## ANCIENT GREECE RELOADED

ENTER THE WORLD OF MYTHS AND LEGENDS

## Aristaeus the Elder

** Aristaeus the Elder** (Greek: Ἀρισταῖος; 370 – 300 BC) was a Greek mathematician who worked on conic sections.

Aristaeus lived after Menaechmus and was an older contemporary of Euclid. Nothing is known of his life, but he was definitely not the son-in-law of Pythagoras mentioned by Iamblichus. Pappus, whose Collectio (Book VII) is our chief source, calls him Aristaeus the Elder, so presumably there was a later mathematician with the same name.
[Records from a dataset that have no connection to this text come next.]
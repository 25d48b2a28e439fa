//! Service execution on a pool of resources.

use crate::distributions::sample;
use crate::event_queue::{EventKind, EventQueue, SimEvent};
use crate::resource_pool::ResourcePool;
use crate::{EntityId, NodeIndex, SimulationError};
use flowsim_types::{Distribution, NodeId, ProcessParams};
use rand::RngCore;

/// State of one process node.
///
/// Routing claims a resource with [`reserve`](Self::reserve) when it
/// schedules a service start, so that several routings at the same instant
/// cannot all see the same free resource.
#[derive(Debug)]
pub struct ProcessHandler {
    id: NodeId,
    node: NodeIndex,
    service_time: Distribution,
    downstream: Option<NodeIndex>,
    pool: ResourcePool,
    reserved: u32,
    total_service_time: f64,
    started: u64,
    processed: u64,
}

impl ProcessHandler {
    pub fn new(
        id: NodeId,
        node: NodeIndex,
        params: &ProcessParams,
        downstream: Option<NodeIndex>,
    ) -> Self {
        Self {
            id,
            node,
            service_time: params.service_time,
            downstream,
            pool: ResourcePool::new(params.resource_count),
            reserved: 0,
            total_service_time: 0.0,
            started: 0,
            processed: 0,
        }
    }

    /// True if a resource is free and not already promised to a pending start.
    pub fn has_available_resource(&self) -> bool {
        self.pool.available() > self.reserved
    }

    /// Promise a resource to a service start scheduled for later in this
    /// instant.
    pub fn reserve(&mut self) {
        self.reserved += 1;
    }

    /// Acquire a resource, sample the service time and schedule the end of
    /// service. Fails if no resource is free, which means routing skipped
    /// the availability check.
    pub fn handle_service_start<R: RngCore + ?Sized>(
        &mut self,
        event: &SimEvent,
        entity: EntityId,
        rng: &mut R,
        events: &mut EventQueue,
    ) -> Result<f64, SimulationError> {
        self.reserved = self.reserved.saturating_sub(1);
        if !self.pool.acquire(event.time) {
            return Err(SimulationError::ResourceUnavailable {
                node: self.id.clone(),
                time: event.time,
            });
        }

        let service_time = sample(&self.service_time, rng);
        self.total_service_time += service_time;
        self.started += 1;

        events.enqueue(SimEvent::for_entity(
            event.time + service_time,
            EventKind::ServiceEnd,
            entity,
            self.node,
            event.priority,
        ));
        Ok(service_time)
    }

    /// Release the resource and route the entity to the first downstream
    /// node. Returns that node, if any.
    pub fn handle_service_end(
        &mut self,
        event: &SimEvent,
        entity: EntityId,
        events: &mut EventQueue,
    ) -> Option<NodeIndex> {
        self.pool.release(event.time);
        self.processed += 1;

        let target = self.downstream?;
        events.enqueue(SimEvent::for_entity(
            event.time,
            EventKind::EntityEnqueued,
            entity,
            target,
            event.priority,
        ));
        Some(target)
    }

    /// Entities that completed service.
    pub fn processed(&self) -> u64 {
        self.processed
    }

    /// Mean sampled service time over every service started.
    pub fn avg_service_time(&self) -> f64 {
        if self.started == 0 {
            return 0.0;
        }
        self.total_service_time / self.started as f64
    }

    pub fn utilization(&self, total_time: f64) -> f64 {
        self.pool.utilization(total_time)
    }

    pub fn busy(&self) -> u32 {
        self.pool.busy()
    }
}
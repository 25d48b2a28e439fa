//! Entity generation.

use crate::distributions::sample;
use crate::event_queue::{EventKind, EventQueue, SimEvent};
use crate::{Entity, EntityId, NodeIndex};
use flowsim_types::{Distribution, SourceParams};
use rand::RngCore;

/// Stateless generator apart from its entity counter.
#[derive(Debug)]
pub struct SourceHandler {
    node: NodeIndex,
    inter_arrival_time: Distribution,
    downstream: Option<NodeIndex>,
    created: u64,
}

impl SourceHandler {
    pub fn new(node: NodeIndex, params: &SourceParams, downstream: Option<NodeIndex>) -> Self {
        Self {
            node,
            inter_arrival_time: params.inter_arrival_time,
            downstream,
            created: 0,
        }
    }

    /// Schedule the first arrival at time zero.
    pub fn init(&self, events: &mut EventQueue) {
        events.enqueue(SimEvent::creation(0.0, self.node));
    }

    /// Number of entities this source has created.
    pub fn created(&self) -> u64 {
        self.created
    }

    /// Create an entity at `event.time`, schedule the next arrival if it
    /// falls strictly before `horizon`, and route the entity to the first
    /// downstream node.
    pub fn handle_entity_created<R: RngCore + ?Sized>(
        &mut self,
        event: &SimEvent,
        horizon: f64,
        rng: &mut R,
        events: &mut EventQueue,
    ) -> Entity {
        self.created += 1;
        let mut entity = Entity {
            id: EntityId {
                source: self.node,
                seq: self.created,
            },
            created_at: event.time,
            current_node: self.node,
            priority: 0,
        };

        let next = event.time + sample(&self.inter_arrival_time, rng);
        if next < horizon {
            events.enqueue(SimEvent::creation(next, self.node));
        }

        if let Some(target) = self.downstream {
            entity.current_node = target;
            events.enqueue(SimEvent::for_entity(
                event.time,
                EventKind::EntityEnqueued,
                entity.id,
                target,
                entity.priority,
            ));
        }

        entity
    }
}
//! [`TargetRuntime`] for the reference heap.
//!
//! Child tracing reports edges in a fixed order: prototype, parent, slot
//! values (getters included), function name, wrapper links, internal
//! references. Strings are reported as string things and numbers as
//! doubles, so a tracer sees every GC thing an object holds.

use std::collections::HashSet;

use core_types::{
    ClassInfo, FunctionInfo, GcRoot, GcThing, HeapRef, ProfilerResult, PropertyKey, RootMapControl,
    TargetRuntime, TargetValue, Tracer, WrapperLinks,
};

use crate::error::HeapError;
use crate::heap::Heap;
use crate::object::{HeapObject, Slot};

/// Maps a property name to the key it is stored under. Canonical array
/// indices (`"0"`, `"17"`, not `"007"`) are element keys.
pub fn property_key(name: &str) -> PropertyKey {
    match name.parse::<u32>() {
        Ok(index) if index.to_string() == name => PropertyKey::Index(index),
        _ => PropertyKey::from(name),
    }
}

fn trace_value(value: &TargetValue, tracer: &mut dyn Tracer) {
    match value {
        TargetValue::Object(r) => tracer.trace(GcThing::Object(*r)),
        TargetValue::String(s) => tracer.trace(GcThing::String(s.clone())),
        TargetValue::Number(n) => tracer.trace(GcThing::Double(*n)),
        TargetValue::Undefined | TargetValue::Null | TargetValue::Boolean(_) => {}
    }
}

impl Heap {
    fn require(&self, object: HeapRef) -> Result<&HeapObject, HeapError> {
        self.get(object).ok_or(HeapError::UnknownObject(object))
    }

    /// Prototype chain starting at `object` itself, stopping at a cycle.
    fn chain(&self, object: HeapRef) -> Result<Vec<&HeapObject>, HeapError> {
        let mut chain = Vec::new();
        let mut visited = HashSet::new();
        let mut next = Some(object);
        while let Some(current) = next {
            if !visited.insert(current) {
                break;
            }
            let obj = self.require(current)?;
            chain.push(obj);
            next = obj.prototype;
        }
        Ok(chain)
    }
}

impl TargetRuntime for Heap {
    fn trace_roots(&self, tracer: &mut dyn Tracer) {
        for root in &self.roots {
            tracer.trace(root.thing.clone());
        }
    }

    fn trace_children(&self, object: HeapRef, tracer: &mut dyn Tracer) {
        let Some(obj) = self.get(object) else {
            return;
        };
        for edge in [obj.prototype, obj.parent].into_iter().flatten() {
            tracer.trace(GcThing::Object(edge));
        }
        for slot in obj.slots.values() {
            match slot {
                Slot::Data { value, .. } => trace_value(value, tracer),
                Slot::Getter { getter, .. } => tracer.trace(GcThing::Object(*getter)),
            }
        }
        if let Some(name) = obj.function.as_ref().and_then(|f| f.name.clone()) {
            tracer.trace(GcThing::String(name));
        }
        let links = obj.wrapper;
        for edge in [links.wrapped, links.outer, links.inner].into_iter().flatten() {
            tracer.trace(GcThing::Object(edge));
        }
        for edge in &obj.internal {
            tracer.trace(GcThing::Object(*edge));
        }
    }

    fn map_gc_roots(&self, visit: &mut dyn FnMut(GcRoot<'_>) -> RootMapControl) {
        for root in &self.roots {
            let control = visit(GcRoot {
                thing: root.thing.clone(),
                name: root.name.as_deref(),
            });
            if control == RootMapControl::Stop {
                break;
            }
        }
    }

    fn class_of(&self, object: HeapRef) -> Option<ClassInfo<'_>> {
        self.get(object)?.class().map(|class| ClassInfo {
            name: class.name(),
            extended: class.is_extended(),
        })
    }

    fn object_size(&self, object: HeapRef) -> usize {
        self.get(object).map_or(0, HeapObject::size)
    }

    fn parent_of(&self, object: HeapRef) -> Option<HeapRef> {
        self.get(object)?.parent
    }

    fn prototype_of(&self, object: HeapRef) -> Option<HeapRef> {
        self.get(object)?.prototype
    }

    fn is_callable(&self, object: HeapRef) -> bool {
        self.get(object).is_some_and(HeapObject::is_callable)
    }

    fn function_info(&self, object: HeapRef) -> Option<FunctionInfo> {
        let obj = self.get(object).filter(|o| o.is_callable())?;
        let function = obj.function.as_ref();
        Some(FunctionInfo {
            name: function.and_then(|f| f.name.clone()),
            size: obj.size(),
            script: function.and_then(|f| f.script.clone()),
        })
    }

    fn wrapper_links(&self, object: HeapRef) -> WrapperLinks {
        self.get(object).map(|o| o.wrapper).unwrap_or_default()
    }

    fn lookup_property(&self, object: HeapRef, name: &str) -> ProfilerResult<Option<TargetValue>> {
        let key = property_key(name);
        let found = self
            .chain(object)?
            .into_iter()
            .find_map(|obj| obj.slot(&key))
            .map(Slot::detected_value);
        Ok(found)
    }

    fn enumerate_keys(&self, object: HeapRef) -> ProfilerResult<Vec<PropertyKey>> {
        let mut shadowed = HashSet::new();
        let mut keys = Vec::new();
        for obj in self.chain(object)? {
            for (key, slot) in obj.slots() {
                // A non-enumerable own key still hides an inherited one.
                if shadowed.insert(key.clone()) && slot.is_enumerable() {
                    keys.push(key.clone());
                }
            }
        }
        Ok(keys)
    }

    fn property_entries(&self, object: HeapRef) -> ProfilerResult<Vec<(PropertyKey, TargetValue)>> {
        let obj = self.require(object)?;
        Ok(obj
            .slots()
            .map(|(key, slot)| (key.clone(), slot.detected_value()))
            .collect())
    }
}
//! Shared vocabulary for the heap profiler workspace.
//!
//! This crate sits between the profiler core and the two runtimes it talks
//! to. It owns the types that cross those boundaries and nothing else:
//!
//! - [`HeapRef`] / [`ObjectId`] - opaque target handles and the small
//!   integer ids handed to profiling script
//! - [`TargetValue`] / [`TargetString`] - values as the target runtime
//!   reports them
//! - [`ScriptValue`] / [`ScriptString`] - values living in a profiling
//!   context
//! - [`ProfilerError`] / [`ScriptError`] - the error taxonomy
//! - [`runtime`] - the capability traits the profiler consumes
//!
//! # Examples
//!
//! ```
//! use core_types::{ObjectId, ScriptValue, ScriptString};
//!
//! let id = ObjectId::new(7);
//! assert!(!id.is_none());
//! assert!(ObjectId::NONE.is_none());
//!
//! let value = ScriptValue::String(ScriptString::from("Object"));
//! assert_eq!(value.type_of(), "string");
//! assert!(value.is_truthy());
//! ```

#![warn(missing_docs)]
#![warn(clippy::all)]
#![deny(unsafe_code)]

mod error;
mod id;
pub mod runtime;
mod source;
mod value;

pub use error::{ErrorKind, ProfilerError, ProfilerResult, ScriptError};
pub use id::{HeapRef, ObjectId};
pub use runtime::{
    ClassInfo, FunctionInfo, GcRoot, GcThing, HostFunctions, ProfilingContext, ProfilingRuntime,
    PropertyKey, RootMapControl, StringFactory, TargetRuntime, TraceKind, Tracer, WrapperLinks,
};
pub use source::{ScriptInfo, SourceLocation};
pub use value::{
    FunctionHandle, FunctionKind, ScriptArray, ScriptObject, ScriptString, ScriptValue,
    StringIdentity, TargetString, TargetValue,
};
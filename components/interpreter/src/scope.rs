//! Lexical environments
//!
//! Scopes form a parent chain shared through `Rc`, so a closure keeps its
//! defining scope alive after the block that created it has finished.
//! Function scopes (and the global scope) are where `var` declarations and
//! implicit globals land.

use std::cell::RefCell;
use std::collections::HashMap;
use std::rc::Rc;

use core_types::ScriptValue;

#[derive(Debug)]
struct Binding {
    value: ScriptValue,
    mutable: bool,
}

#[derive(Debug)]
struct ScopeData {
    bindings: RefCell<HashMap<String, Binding>>,
    parent: Option<Scope>,
    function_scope: bool,
}

/// Why an assignment was refused.
#[derive(Debug, Clone, Copy, PartialEq, Eq)]
pub enum AssignError {
    /// The binding was declared `const`
    Constant,
}

/// A shared handle to one environment in the scope chain.
#[derive(Debug, Clone)]
pub struct Scope(Rc<ScopeData>);

impl Scope {
    fn with_parent(parent: Option<Scope>, function_scope: bool) -> Self {
        Scope(Rc::new(ScopeData {
            bindings: RefCell::new(HashMap::new()),
            parent,
            function_scope,
        }))
    }

    /// Create a global scope.
    pub fn global() -> Self {
        Self::with_parent(None, true)
    }

    /// Create a block scope nested in this one.
    pub fn block(&self) -> Self {
        Self::with_parent(Some(self.clone()), false)
    }

    /// Create a function-body scope nested in this one.
    pub fn function(&self) -> Self {
        Self::with_parent(Some(self.clone()), true)
    }

    /// Declare `name` in this scope, replacing any earlier binding here.
    pub fn declare(&self, name: &str, value: ScriptValue, mutable: bool) {
        self.0
            .bindings
            .borrow_mut()
            .insert(name.to_owned(), Binding { value, mutable });
    }

    /// Declare a `var` binding in the nearest function scope. An existing
    /// binding keeps its value.
    pub fn declare_var(&self, name: &str) {
        let target = self.nearest_function_scope();
        let mut bindings = target.0.bindings.borrow_mut();
        bindings.entry(name.to_owned()).or_insert(Binding {
            value: ScriptValue::Undefined,
            mutable: true,
        });
    }

    /// Resolve `name` through the chain.
    pub fn lookup(&self, name: &str) -> Option<ScriptValue> {
        let mut scope = Some(self);
        while let Some(current) = scope {
            if let Some(binding) = current.0.bindings.borrow().get(name) {
                return Some(binding.value.clone());
            }
            scope = current.0.parent.as_ref();
        }
        None
    }

    /// Assign to the nearest binding of `name`. An unresolved name becomes a
    /// global.
    pub fn assign(&self, name: &str, value: ScriptValue) -> Result<(), AssignError> {
        let mut scope = self;
        loop {
            {
                let mut bindings = scope.0.bindings.borrow_mut();
                if let Some(binding) = bindings.get_mut(name) {
                    if !binding.mutable {
                        return Err(AssignError::Constant);
                    }
                    binding.value = value;
                    return Ok(());
                }
            }
            match &scope.0.parent {
                Some(parent) => scope = parent,
                None => {
                    scope.declare(name, value, true);
                    return Ok(());
                }
            }
        }
    }

    /// Returns true if `name` is bound anywhere in the chain.
    pub fn is_bound(&self, name: &str) -> bool {
        self.lookup(name).is_some()
    }

    fn nearest_function_scope(&self) -> &Scope {
        let mut scope = self;
        while !scope.0.function_scope {
            match &scope.0.parent {
                Some(parent) => scope = parent,
                None => break,
            }
        }
        scope
    }
}
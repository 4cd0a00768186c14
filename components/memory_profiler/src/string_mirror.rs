//! Zero-copy string mirroring
//!
//! Target strings cross into the profiling context as external strings that
//! alias the target's character storage. Each target allocation is mirrored
//! at most once per session; the mirror also keeps every mirrored string and
//! its target alive until the session releases it.

use std::collections::HashMap;

use core_types::{
    ProfilerError, ProfilerResult, ScriptString, StringFactory, StringIdentity, TargetString,
};

fn mirror_oom() -> ProfilerError {
    ProfilerError::out_of_memory("mirroring a string")
}

#[derive(Debug)]
struct MirrorEntry {
    /// Holds the target allocation so its identity cannot be reused
    _target: TargetString,
    mirrored: ScriptString,
}

/// Dedup table from target string identity to mirrored string.
#[derive(Debug, Default)]
pub struct StringMirror {
    entries: HashMap<StringIdentity, MirrorEntry>,
    keep_alive: Vec<ScriptString>,
}

impl StringMirror {
    /// Create an empty mirror.
    pub fn new() -> Self {
        Self::default()
    }

    /// Mirror `target` into the context behind `strings`.
    ///
    /// Returns the existing mirror when this allocation has been mirrored
    /// before.
    pub fn mirror(
        &mut self,
        strings: &mut dyn StringFactory,
        target: &TargetString,
    ) -> ProfilerResult<ScriptString> {
        let identity = target.identity();
        if let Some(entry) = self.entries.get(&identity) {
            return Ok(entry.mirrored.clone());
        }
        self.entries.try_reserve(1).map_err(|_| mirror_oom())?;
        self.keep_alive.try_reserve(1).map_err(|_| mirror_oom())?;
        let mirrored = strings.external_string(target.chars())?;
        self.keep_alive.push(mirrored.clone());
        self.entries.insert(
            identity,
            MirrorEntry {
                _target: target.clone(),
                mirrored: mirrored.clone(),
            },
        );
        Ok(mirrored)
    }

    /// Number of distinct strings mirrored.
    pub fn len(&self) -> usize {
        self.keep_alive.len()
    }

    /// Returns true if nothing has been mirrored.
    pub fn is_empty(&self) -> bool {
        self.keep_alive.is_empty()
    }

    /// Drop the keep-alive collection and the dedup table.
    pub fn release(&mut self) {
        self.keep_alive = Vec::new();
        self.entries = HashMap::new();
    }
}
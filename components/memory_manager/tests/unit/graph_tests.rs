use std::collections::HashSet;

use core_types::{GcThing, HeapRef, TargetRuntime};
use memory_manager::Heap;
use proptest::prelude::*;

/// Builds a heap of `count` objects with the given edges, rooting object 0.
fn build(count: usize, edges: &[(usize, usize)]) -> (Heap, Vec<HeapRef>) {
    let mut heap = Heap::new();
    let refs: Vec<HeapRef> = (0..count).map(|_| heap.allocate_plain()).collect();
    for (i, (from, to)) in edges.iter().enumerate() {
        heap.set_property(refs[*from], &format!("p{i}"), refs[*to].into())
            .unwrap();
    }
    heap.add_object_root(refs[0], "root").unwrap();
    (heap, refs)
}

#[test]
fn test_self_reference_is_traced() {
    let (heap, refs) = build(1, &[(0, 0)]);
    let mut out = Vec::new();
    heap.trace_children(refs[0], &mut |t: GcThing| out.extend(t.as_object()));
    assert_eq!(out, vec![refs[0]]);
}

proptest! {
    #[test]
    fn prop_traced_children_match_edges(
        count in 1usize..20,
        raw_edges in proptest::collection::vec((0usize..20, 0usize..20), 0..40),
    ) {
        let edges: Vec<(usize, usize)> = raw_edges
            .into_iter()
            .map(|(a, b)| (a % count, b % count))
            .collect();
        let (heap, refs) = build(count, &edges);
        for (index, object) in refs.iter().enumerate() {
            let mut traced = Vec::new();
            heap.trace_children(*object, &mut |t: GcThing| traced.extend(t.as_object()));
            let expected: Vec<HeapRef> = edges
                .iter()
                .filter(|(from, _)| *from == index)
                .map(|(_, to)| refs[*to])
                .collect();
            prop_assert_eq!(traced, expected);
        }
        let unique: HashSet<HeapRef> = refs.iter().copied().collect();
        prop_assert_eq!(unique.len(), count);
    }
}
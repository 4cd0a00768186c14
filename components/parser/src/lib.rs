//! Probe Language Parser Component
//!
//! Provides the lexer, parser and AST for the small script language that
//! heap probes are written in.
//!
//! # Overview
//!
//! - [`Lexer`] - Tokenizes probe source code
//! - [`Token`] - Token types including identifiers, literals, keywords
//! - [`Parser`] - Recursive descent parser producing a [`Program`]
//! - [`SyntaxError`] - Parse failure with its source line
//!
//! # Example
//!
//! ```
//! use parser::{Parser, Statement};
//!
//! let program = Parser::new("let roots = getGCRoots();\nroots.length").parse().unwrap();
//! assert_eq!(program.body.len(), 2);
//! assert!(matches!(program.body[0], Statement::VariableDeclaration { line: 1, .. }));
//! ```

#![warn(missing_docs)]
#![warn(clippy::all)]

pub mod ast;
pub mod error;
pub mod lexer;
pub mod parser;

pub use ast::{
    AssignmentOperator, AssignmentTarget, BinaryOperator, CatchClause, Expression, ForInOfLeft,
    ForInit, Function, Literal, LogicalOperator, MemberProperty, Program, Statement,
    UnaryOperator, UpdateOperator, VariableDeclarator, VariableKind,
};
pub use error::{ParseResult, SyntaxError};
pub use lexer::{Keyword, Lexer, Punctuator, Token};
pub use parser::{Parser, DEFAULT_MAX_NESTING};

/// Parses a complete probe script.
pub fn parse(source: &str) -> ParseResult<Program> {
    Parser::new(source).parse()
}
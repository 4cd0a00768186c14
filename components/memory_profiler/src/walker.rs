//! Child enumeration over a completed identifier table

use core_types::{GcThing, HeapRef, ObjectId, ProfilerError, ProfilerResult, TargetRuntime};

use crate::id_table::IdentifierTable;

/// Resolves the immediate children of tracked objects.
#[derive(Debug)]
pub struct HeapWalker<'a, T: ?Sized> {
    target: &'a T,
    table: &'a IdentifierTable,
}

impl<'a, T: TargetRuntime + ?Sized> HeapWalker<'a, T> {
    /// Create a walker over `table`, which must be fully built.
    pub fn new(target: &'a T, table: &'a IdentifierTable) -> Self {
        Self { target, table }
    }

    /// Ids of the objects `id` references, in trace order.
    ///
    /// Non-object edges are skipped and repeated edges are kept. Returns
    /// `Ok(None)` for an unknown id. A child missing from the table means the
    /// heap walk and the target disagree, which is a
    /// [`ProfilerError::ConsistencyViolation`].
    pub fn trace_children(&self, id: ObjectId) -> ProfilerResult<Option<Vec<ObjectId>>> {
        let Some(object) = self.table.lookup_ref(id) else {
            return Ok(None);
        };
        self.children_of(object, id).map(Some)
    }

    pub(crate) fn children_of(&self, object: HeapRef, id: ObjectId) -> ProfilerResult<Vec<ObjectId>> {
        let mut children = Vec::new();
        let mut missing = None;
        self.target.trace_children(object, &mut |thing: GcThing| {
            let GcThing::Object(child) = thing else {
                return;
            };
            let child_id = self.table.lookup_id(child);
            if child_id.is_none() {
                missing.get_or_insert(child);
            } else {
                children.push(child_id);
            }
        });
        if let Some(child) = missing {
            tracing::error!(%id, %child, "traced child missing from identifier table");
            return Err(ProfilerError::ConsistencyViolation(format!(
                "object {id} references {child}, which the heap walk never reached"
            )));
        }
        Ok(children)
    }
}
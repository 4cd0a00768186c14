//! One-shot heap profiling.
//!
//! A profiling invocation walks every object reachable from the target
//! runtime's roots, numbers them `1..=N`, and then runs a profiling script in
//! a separate, isolated context. The script inspects the heap through host
//! operations that speak only in those numbers and in mirrored strings:
//!
//! - [`IdentifierTable`] - the `HeapRef` / [`ObjectId`](core_types::ObjectId)
//!   bijection built by the walk
//! - [`StringMirror`] - zero-copy, deduplicated target strings
//! - [`HeapWalker`] / [`Inspector`] - child tracing and read-only queries
//! - [`SessionBindings`] - the script-facing operations
//! - [`ProfilingSession`] / [`MemoryProfiler`] - lifecycle and the
//!   one-session-at-a-time rule
//!
//! # Examples
//!
//! ```
//! use interpreter::Interpreter;
//! use memory_manager::Heap;
//! use memory_profiler::{MemoryProfiler, ProfileRequest, ProfileValue};
//!
//! let mut heap = Heap::new();
//! let root = heap.allocate_plain();
//! let child = heap.allocate_plain();
//! heap.set_property(root, "child", child.into()).unwrap();
//! heap.add_object_root(root, "root").unwrap();
//!
//! let profiler = MemoryProfiler::new();
//! let request = ProfileRequest::new("Object.keys(getObjectTable()).length", "count.js");
//! let value = profiler.profile(&heap, &Interpreter::new(), &request).unwrap();
//! assert_eq!(value, ProfileValue::Number(2.0));
//! ```

#![warn(missing_docs)]
#![warn(clippy::all)]
#![deny(unsafe_code)]

pub mod bindings;
pub mod config;
pub mod descriptor;
pub mod id_table;
pub mod inspector;
pub mod profiler;
pub mod session;
pub mod string_mirror;
pub mod walker;

pub use bindings::{SessionBindings, CORE_OPERATIONS, HELPER_OPERATIONS};
pub use config::ProfilerConfig;
pub use descriptor::{
    ClassTally, FunctionMetadata, ObjectDescriptor, PropertyValue, SessionOutcome, SessionStats,
    WrapperDescriptor,
};
pub use id_table::IdentifierTable;
pub use inspector::Inspector;
pub use profiler::{profile_memory, MemoryProfiler};
pub use session::{ProfileRequest, ProfileValue, ProfilingSession, SessionState};
pub use string_mirror::StringMirror;
pub use walker::HeapWalker;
None of Aristaeus’ writings have been preserved. On the other hand, Pappus (some 650 years later) had in his possession Aristaeus’ treatment of conic sections as loci, the Five Books Concerning Solid Loci. He mentions the work in his Treasury of Analysis. In another place, he speaks of the solid loci of Aristaeus as “standing in relation to conic sections,”^{1} For that reason, and because in a scholium there is mention of Five Books of the Elements of Conic Sections, some have concluded that Aristaeus wrote another work of this nature. According to Heiberg’s investigations, this is untrue. Pappus also reports that Aristaeus introduced the terms “section of the acute-angled, rightangled, and obtuse-angled cone.”

As for its contents it can be determined from the passages by Pappus and Apollonius that the “locus with respect to three or four lines” was treated by Aristaeus.^{2} Well-founded suppositions have been expressed concerning other loci treated by him, in connection with vergings (νεν´σειs) by means of conic sections, trisection of an angle with the aid of a hyperbola, and above all the focus-directrix property of conic sections; Pappus establishes them in a lemma to the lost Surface Loci of Euclid. Since Euclid evidently supposes that the principle necessary for an understanding of surface loci is well known, it could have originated with Aristaeus.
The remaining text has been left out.